Vision Agents is a Python framework from Stream for building real-time voice and video AI agents. It sits on top of Stream's WebRTC infrastructure and wires together LLMs (OpenAI, Gemini, Claude), STT/TTS providers, and computer vision models (YOLO, Roboflow) into a single agent pipeline. The target is developers who want to ship a voice or video AI feature without building the WebRTC plumbing themselves.

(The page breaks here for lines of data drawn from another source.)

/* ************************************************************************ **
** This file is part of colmat, and is licensed under EITHER the MIT        **
** license or the Apache 2.0 license, at your option.                       **
**                                                                          **
**     http://www.apache.org/licenses/LICENSE-2.0                           **
**     http://opensource.org/licenses/MIT                                   **
** ************************************************************************ */

use std::ops::{Add, Sub, AddAssign, SubAssign, Neg};
use std::ops::{Mul, Div, MulAssign, DivAssign};
use std::fmt;
use crate::traits::{Semiring, Ring};
use crate::traits::internal::{PrimitiveSemiring, PrimitiveRing};
use crate::{vee, mat};

use num_traits::AsPrimitive;

use super::types::*;

// ---------------------------------------------------------------------------
// Vector arithmetic.  Columns and rows of matrices use these; the matrix
// impls below do not go through them.
//
// NOTE: Both operands share one element type.  Mixed element types are only
//       accepted by the matrix compound assignments, which convert first.

gen_each!{
    @{Vn}
    [ [(   ) (   )] [('a,) (&'a)] ]
    [ [(   ) (   )] [('b,) (&'b)] ]
    impl_v_v!(
        {$Vn:ident}
        [ ($($lt_a:tt)*) ($($ref_a:tt)*) ]
        [ ($($lt_b:tt)*) ($($ref_b:tt)*) ]
    ) => {
        impl<$($lt_a)* $($lt_b)* X: Semiring> Add<$($ref_b)* $Vn<X>> for $($ref_a)* $Vn<X>
          where X: PrimitiveSemiring,
        {
            type Output = $Vn<X>;

            #[inline]
            fn add(self, rhs: $($ref_b)* $Vn<X>) -> $Vn<X>
            { vee::from_fn(|i| self[i] + rhs[i]) }
        }

        impl<$($lt_a)* $($lt_b)* X: Semiring> Sub<$($ref_b)* $Vn<X>> for $($ref_a)* $Vn<X>
          where X: PrimitiveSemiring,
        {
            type Output = $Vn<X>;

            #[inline]
            fn sub(self, rhs: $($ref_b)* $Vn<X>) -> $Vn<X>
            { vee::from_fn(|i| self[i] - rhs[i]) }
        }
    }
}

gen_each!{
    @{Vn}
    [ [(   ) (   )] [('a,) (&'a)] ]
    impl_v_scalar!(
        {$Vn:ident}
        [ ($($lt_a:tt)*) ($($ref_a:tt)*) ]
    ) => {
        impl<$($lt_a)* X: Ring> Neg for $($ref_a)* $Vn<X>
          where X: PrimitiveRing,
        {
            type Output = $Vn<X>;

            #[inline]
            fn neg(self) -> $Vn<X>
            { vee::from_fn(|i| -self[i]) }
        }

        impl<$($lt_a)* X: Semiring> Mul<X> for $($ref_a)* $Vn<X>
          where X: PrimitiveSemiring,
        {
            type Output = $Vn<X>;

            #[inline]
            fn mul(self, s: X) -> $Vn<X>
            { vee::from_fn(|i| self[i] * s) }
        }

        impl<$($lt_a)* X: Semiring> Div<X> for $($ref_a)* $Vn<X>
          where X: PrimitiveSemiring,
        {
            type Output = $Vn<X>;

            #[inline]
            fn div(self, s: X) -> $Vn<X>
            { vee::from_fn(|i| self[i] / s) }
        }
    }
}

// `2 * v`.  A blanket `impl Mul<V3<X>> for X` would break the orphan rules,
// hence one impl per element type.
gen_each!{
    @{Vn}
    @{semiring}
    [ [(   ) (   )] [('a,) (&'a)] ]
    impl_scalar_v!(
        {$Vn:ident}
        {$X:ty}
        [ ($($lt_a:tt)*) ($($ref_a:tt)*) ]
    ) => {
        impl<$($lt_a)*> Mul<$($ref_a)* $Vn<$X>> for $X {
            type Output = $Vn<$X>;

            #[inline(always)]
            fn mul(self, v: $($ref_a)* $Vn<$X>) -> $Vn<$X>
            { v * self }
        }
    }
}

// Any `rhs` that the by-reference operator accepts.
gen_each!{
    @{Vn}
    [
        {AddAssign add_assign Add +}
        {SubAssign sub_assign Sub -}
        {MulAssign mul_assign Mul *}
        {DivAssign div_assign Div /}
    ]
    impl_v_assign!(
        {$Vn:ident}
        {$Assign:ident $assign:ident $Op:ident $op:tt}
    ) => {
        impl<X, B> $Assign<B> for $Vn<X>
          where for<'a> &'a Self: $Op<B, Output=Self>,
        {
            #[inline(always)]
            fn $assign(&mut self, rhs: B)
            { *self = &*self $op rhs; }
        }
    }
}

// ---------------------------------------------------------------------------
// matrix-matrix elementwise ops

// Same shape only; there is no broadcasting between matrices.
gen_each!{
    @{Mn_n}
    @{Vn_n}
    [ [(   ) (   )] [('a,) (&'a)] ]
    [ [(   ) (   )] [('b,) (&'b)] ]
    impl_m_add_sub!(
        {$Mc:ident $c:tt}
        {$Vr:ident $r:tt}
        [ ($($lt_a:tt)*) ($($ref_a:tt)*) ]
        [ ($($lt_b:tt)*) ($($ref_b:tt)*) ]
    ) => {
        // matrix + matrix
        impl<$($lt_a)* $($lt_b)* X: Semiring> Add<$($ref_b)* $Mc<$Vr<X>>> for $($ref_a)* $Mc<$Vr<X>>
          where X: PrimitiveSemiring,
        {
            type Output = $Mc<$Vr<X>>;

            #[inline]
            fn add(self, other: $($ref_b)* $Mc<$Vr<X>>) -> Self::Output
            { mat::from_fn(|c, r| self[c][r] + other[c][r]) }
        }

        // matrix - matrix
        impl<$($lt_a)* $($lt_b)* X: Semiring> Sub<$($ref_b)* $Mc<$Vr<X>>> for $($ref_a)* $Mc<$Vr<X>>
          where X: PrimitiveSemiring,
        {
            type Output = $Mc<$Vr<X>>;

            #[inline]
            fn sub(self, other: $($ref_b)* $Mc<$Vr<X>>) -> Self::Output
            { mat::from_fn(|c, r| self[c][r] - other[c][r]) }
        }
    }
}

// ---------------------------------------------------------------------------
// matrix unary ops

gen_each!{
    @{Mn_n}
    @{Vn_n}
    [ [(   ) (   )] [('a,) (&'a)] ]
    impl_m_unops!(
        {$Mc:ident $c:tt}
        {$Vr:ident $r:tt}
        [ ($($lt_a:tt)*) ($($ref_a:tt)*) ]
    ) => {
        // -matrix
        impl<$($lt_a)* X: Ring> Neg for $($ref_a)* $Mc<$Vr<X>>
          where X: PrimitiveRing,
        {
            type Output = $Mc<$Vr<X>>;

            #[inline]
            fn neg(self) -> Self::Output
            { mat::from_fn(|c, r| -self[c][r]) }
        }
    }
}

// ---------------------------------------------------------------------------
// matrix-scalar ops

// matrix `op` scalar
//
// The scalar is broadcast over every element.  Division follows the scalar
// type's own semantics (IEEE for floats, panic on zero for integers).
gen_each!{
    @{Mn_n}
    @{Vn_n}
    [ [(   ) (   )] [('a,) (&'a)] ]
    impl_m_scalar_ops!(
        {$Mc:ident $c:tt}
        {$Vr:ident $r:tt}
        [ ($($lt_a:tt)*) ($($ref_a:tt)*) ]
    ) => {
        // matrix + scalar
        impl<$($lt_a)* X: Semiring> Add<X> for $($ref_a)* $Mc<$Vr<X>>
          where X: PrimitiveSemiring,
        {
            type Output = $Mc<$Vr<X>>;

            #[inline]
            fn add(self, scalar: X) -> Self::Output
            { mat::from_fn(|c, r| self[c][r] + scalar) }
        }

        // matrix - scalar
        impl<$($lt_a)* X: Semiring> Sub<X> for $($ref_a)* $Mc<$Vr<X>>
          where X: PrimitiveSemiring,
        {
            type Output = $Mc<$Vr<X>>;

            #[inline]
            fn sub(self, scalar: X) -> Self::Output
            { mat::from_fn(|c, r| self[c][r] - scalar) }
        }

        // matrix * scalar
        impl<$($lt_a)* X: Semiring> Mul<X> for $($ref_a)* $Mc<$Vr<X>>
          where X: PrimitiveSemiring,
        {
            type Output = $Mc<$Vr<X>>;

            #[inline]
            fn mul(self, scalar: X) -> Self::Output
            { mat::from_fn(|c, r| self[c][r] * scalar) }
        }

        // matrix / scalar
        impl<$($lt_a)* X: Semiring> Div<X> for $($ref_a)* $Mc<$Vr<X>>
          where X: PrimitiveSemiring,
        {
            type Output = $Mc<$Vr<X>>;

            #[inline]
            fn div(self, scalar: X) -> Self::Output
            { mat::from_fn(|c, r| self[c][r] / scalar) }
        }
    }
}

// scalar `op` matrix
gen_each!{
    @{Mn_n}
    @{Vn_n}
    // one impl per element type; see `2 * v` above
    @{semiring}
    [ [(   ) (   )] [('a,) (&'a)] ]
    impl_scalar_m_ops!(
        {$Mc:ident $c:tt}
        {$Vr:ident $r:tt}
        {$X:ty}
        [ ($($lt_a:tt)*) ($($ref_a:tt)*) ]
    ) => {
        // scalar + matrix
        impl<$($lt_a)*> Add<$($ref_a)* $Mc<$Vr<$X>>> for $X {
            type Output = $Mc<$Vr<$X>>;

            #[inline(always)]
            fn add(self, matrix: $($ref_a)* $Mc<$Vr<$X>>) -> Self::Output
            { matrix + self }
        }

        // scalar * matrix
        impl<$($lt_a)*> Mul<$($ref_a)* $Mc<$Vr<$X>>> for $X {
            type Output = $Mc<$Vr<$X>>;

            #[inline(always)]
            fn mul(self, matrix: $($ref_a)* $Mc<$Vr<$X>>) -> Self::Output
            { matrix * self }
        }

        // scalar / matrix  (divides the scalar by each element)
        impl<$($lt_a)*> Div<$($ref_a)* $Mc<$Vr<$X>>> for $X {
            type Output = $Mc<$Vr<$X>>;

            #[inline]
            fn div(self, matrix: $($ref_a)* $Mc<$Vr<$X>>) -> Self::Output
            { mat::from_fn(|c, r| self / matrix[c][r]) }
        }
    }
}

// ---------------------------------------------------------------------------
// matrix assign ops
//
// Unlike the binary operators, these accept any primitive scalar type `U`
// (or a same-shaped matrix of `U`), converting each value to `X` with the
// semantics of `as` before combining.
//
// There is no `matrix *= matrix`, as the product of two matrices generally
// has neither operand's shape.

gen_each!{
    @{Mn_n}
    @{Vn_n}
    impl_m_assign_ops!(
        {$Mc:ident $c:tt}
        {$Vr:ident $r:tt}
    ) => {
        // matrix += scalar;
        impl<X: Semiring, U: Semiring> AddAssign<U> for $Mc<$Vr<X>>
          where X: PrimitiveSemiring, U: AsPrimitive<X>,
        {
            #[inline]
            fn add_assign(&mut self, rhs: U) {
                let rhs: X = rhs.as_();
                *self = &*self + rhs;
            }
        }

        // matrix += matrix;
        impl<X: Semiring, U: Semiring> AddAssign<$Mc<$Vr<U>>> for $Mc<$Vr<X>>
          where X: PrimitiveSemiring, U: AsPrimitive<X>,
        {
            #[inline]
            fn add_assign(&mut self, rhs: $Mc<$Vr<U>>) {
                let rhs: $Mc<$Vr<X>> = rhs.cast();
                *self = &*self + rhs;
            }
        }

        impl<'b, X: Semiring, U: Semiring> AddAssign<&'b $Mc<$Vr<U>>> for $Mc<$Vr<X>>
          where X: PrimitiveSemiring, U: AsPrimitive<X>,
        {
            #[inline(always)]
            fn add_assign(&mut self, rhs: &'b $Mc<$Vr<U>>)
            { *self += *rhs; }
        }

        // matrix -= scalar;
        impl<X: Semiring, U: Semiring> SubAssign<U> for $Mc<$Vr<X>>
          where X: PrimitiveSemiring, U: AsPrimitive<X>,
        {
            #[inline]
            fn sub_assign(&mut self, rhs: U) {
                let rhs: X = rhs.as_();
                *self = &*self - rhs;
            }
        }

        // matrix -= matrix;
        impl<X: Semiring, U: Semiring> SubAssign<$Mc<$Vr<U>>> for $Mc<$Vr<X>>
          where X: PrimitiveSemiring, U: AsPrimitive<X>,
        {
            #[inline]
            fn sub_assign(&mut self, rhs: $Mc<$Vr<U>>) {
                let rhs: $Mc<$Vr<X>> = rhs.cast();
                *self = &*self - rhs;
            }
        }

        impl<'b, X: Semiring, U: Semiring> SubAssign<&'b $Mc<$Vr<U>>> for $Mc<$Vr<X>>
          where X: PrimitiveSemiring, U: AsPrimitive<X>,
        {
            #[inline(always)]
            fn sub_assign(&mut self, rhs: &'b $Mc<$Vr<U>>)
            { *self -= *rhs; }
        }

        // matrix *= scalar;
        impl<X: Semiring, U: Semiring> MulAssign<U> for $Mc<$Vr<X>>
          where X: PrimitiveSemiring, U: AsPrimitive<X>,
        {
            #[inline]
            fn mul_assign(&mut self, rhs: U) {
                let rhs: X = rhs.as_();
                *self = &*self * rhs;
            }
        }

        // matrix /= scalar;
        impl<X: Semiring, U: Semiring> DivAssign<U> for $Mc<$Vr<X>>
          where X: PrimitiveSemiring, U: AsPrimitive<X>,
        {
            #[inline]
            fn div_assign(&mut self, rhs: U) {
                let rhs: X = rhs.as_();
                *self = &*self / rhs;
            }
        }
    }
}

// ---------------------------------------------------------------------------
// matrix-vector products
//
// A matrix with `c` columns of height `r` maps a `c`-vector to an `r`-vector
// when the vector is on the right, and an `r`-vector to a `c`-vector when the
// vector is on the left.

gen_each!{
    [ [(   ) (   )] [('m,) (&'m)] ]
    [ [(   ) (   )] [('v,) (&'v)] ]
    @{dim}
    @{dim}
    impl_mat_vec_mul!(
        [ ($($lt_m:tt)*) ($($ref_m:tt)*) ]
        [ ($($lt_v:tt)*) ($($ref_v:tt)*) ]
        {$c:tt} {$r:tt}
    ) => {
        // matrix * column vector
        impl<$($lt_m)* $($lt_v)* X: Semiring> Mul<$($ref_v)* V![$c, X]> for $($ref_m)* M![$c, V![$r, X]]
          where X: PrimitiveSemiring,
        {
            type Output = V![$r, X];

            #[inline]
            fn mul(self, other: $($ref_v)* V![$c, X]) -> Self::Output {
                let matrix = &self;
                let vector = &other;
                vee::from_fn(|row| (0..$c).map(|k| matrix[k][row] * vector[k]).sum())
            }
        }

        // row vector * matrix
        impl<$($lt_m)* $($lt_v)* X: Semiring> Mul<$($ref_m)* M![$c, V![$r, X]]> for $($ref_v)* V![$r, X]
          where X: PrimitiveSemiring,
        {
            type Output = V![$c, X];

            #[inline]
            fn mul(self, other: $($ref_m)* M![$c, V![$r, X]]) -> Self::Output {
                let vector = &self;
                let matrix = &other;
                vee::from_fn(|col| (0..$r).map(|k| vector[k] * matrix[col][k]).sum())
            }
        }
    }
}

// ---------------------------------------------------------------------------
// matrix-matrix products
//
// `M![p, V![q]] * M![n, V![p]] -> M![n, V![q]]`: the left operand's column
// count must equal the right operand's height.  Any other pairing simply has
// no impl.

gen_each!{
    [ [(   ) (   )] [('a,) (&'a)] ]
    [ [(   ) (   )] [('b,) (&'b)] ]
    @{dim}
    @{dim}
    @{dim}
    impl_mat_mat_mul!(
        [ ($($lt_a:tt)*) ($($ref_a:tt)*) ]
        [ ($($lt_b:tt)*) ($($ref_b:tt)*) ]
        {$p:tt} {$q:tt} {$n:tt}
    ) => {
        impl<$($lt_a)* $($lt_b)* X: Semiring> Mul<$($ref_b)* M![$n, V![$p, X]]> for $($ref_a)* M![$p, V![$q, X]]
          where X: PrimitiveSemiring,
        {
            type Output = M![$n, V![$q, X]];

            #[inline]
            fn mul(self, other: $($ref_b)* M![$n, V![$p, X]]) -> Self::Output {
                let a = &self;
                let b = &other;
                mat::from_fn(|c, r| (0..$p).map(|k| a[k][r] * b[c][k]).sum())
            }
        }
    }
}

// ---------------------------------------------------------------------------

// Formatting prints nested brackets of columns, with the flags (precision,
// width, ...) applied to every scalar: `format!("{:.1}", m)`.
gen_each!{
    [
        {V2 X} {V3 X} {V4 X}
        {M2 V} {M3 V} {M4 V}
    ]
    [
        {Display} {LowerExp} {UpperExp}
        {Binary} {Octal} {LowerHex} {UpperHex}
    ]
    impl_fmt!(
        {$Cn:ident $T:ident}
        {$Format:ident}
    ) => {
        impl<$T: fmt::$Format> fmt::$Format for $Cn<$T> {
            fn fmt(&self, f: &mut fmt::Formatter<'_>) -> fmt::Result {
                f.write_str("[")?;
                for (i, x) in self.iter().enumerate() {
                    if i > 0 {
                        f.write_str(", ")?;
                    }
                    fmt::$Format::fmt(x, f)?;
                }
                f.write_str("]")
            }
        }
    }
}

// ---------------------------------------------------------------------------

The processor pipeline design is genuinely good — you can chain YOLO pose detection before the LLM call and custom ONNX models after it, which is the right abstraction for video AI. The plugin architecture is clean: each provider lives in its own subdirectory with its own pyproject.toml, so you only pull in what you actually use. The testing module ships a mock session and LLM judge for agent evaluation, which most similar frameworks skip entirely. The production story is more complete than expected for a framework this young — Prometheus metrics, Helm charts, horizontal scaling docs, and Redis-backed session registry are all present.
The core dependency on Stream's edge network is real even though the README says 'works with any video edge network' — the low-latency numbers only hold if you're using getstream.io, and the free tier caps at 333k participant minutes. Context degradation after ~30 seconds of continuous video is a fundamental problem the README at least admits, but there's no mitigation strategy offered beyond 'mix specialized models with larger LLMs'. The monorepo structure with 20+ plugins each having their own pyproject.toml means dependency management gets messy fast in practice. Memory across sessions is backed by Stream Chat, which is another Stream service dependency that costs money and adds latency.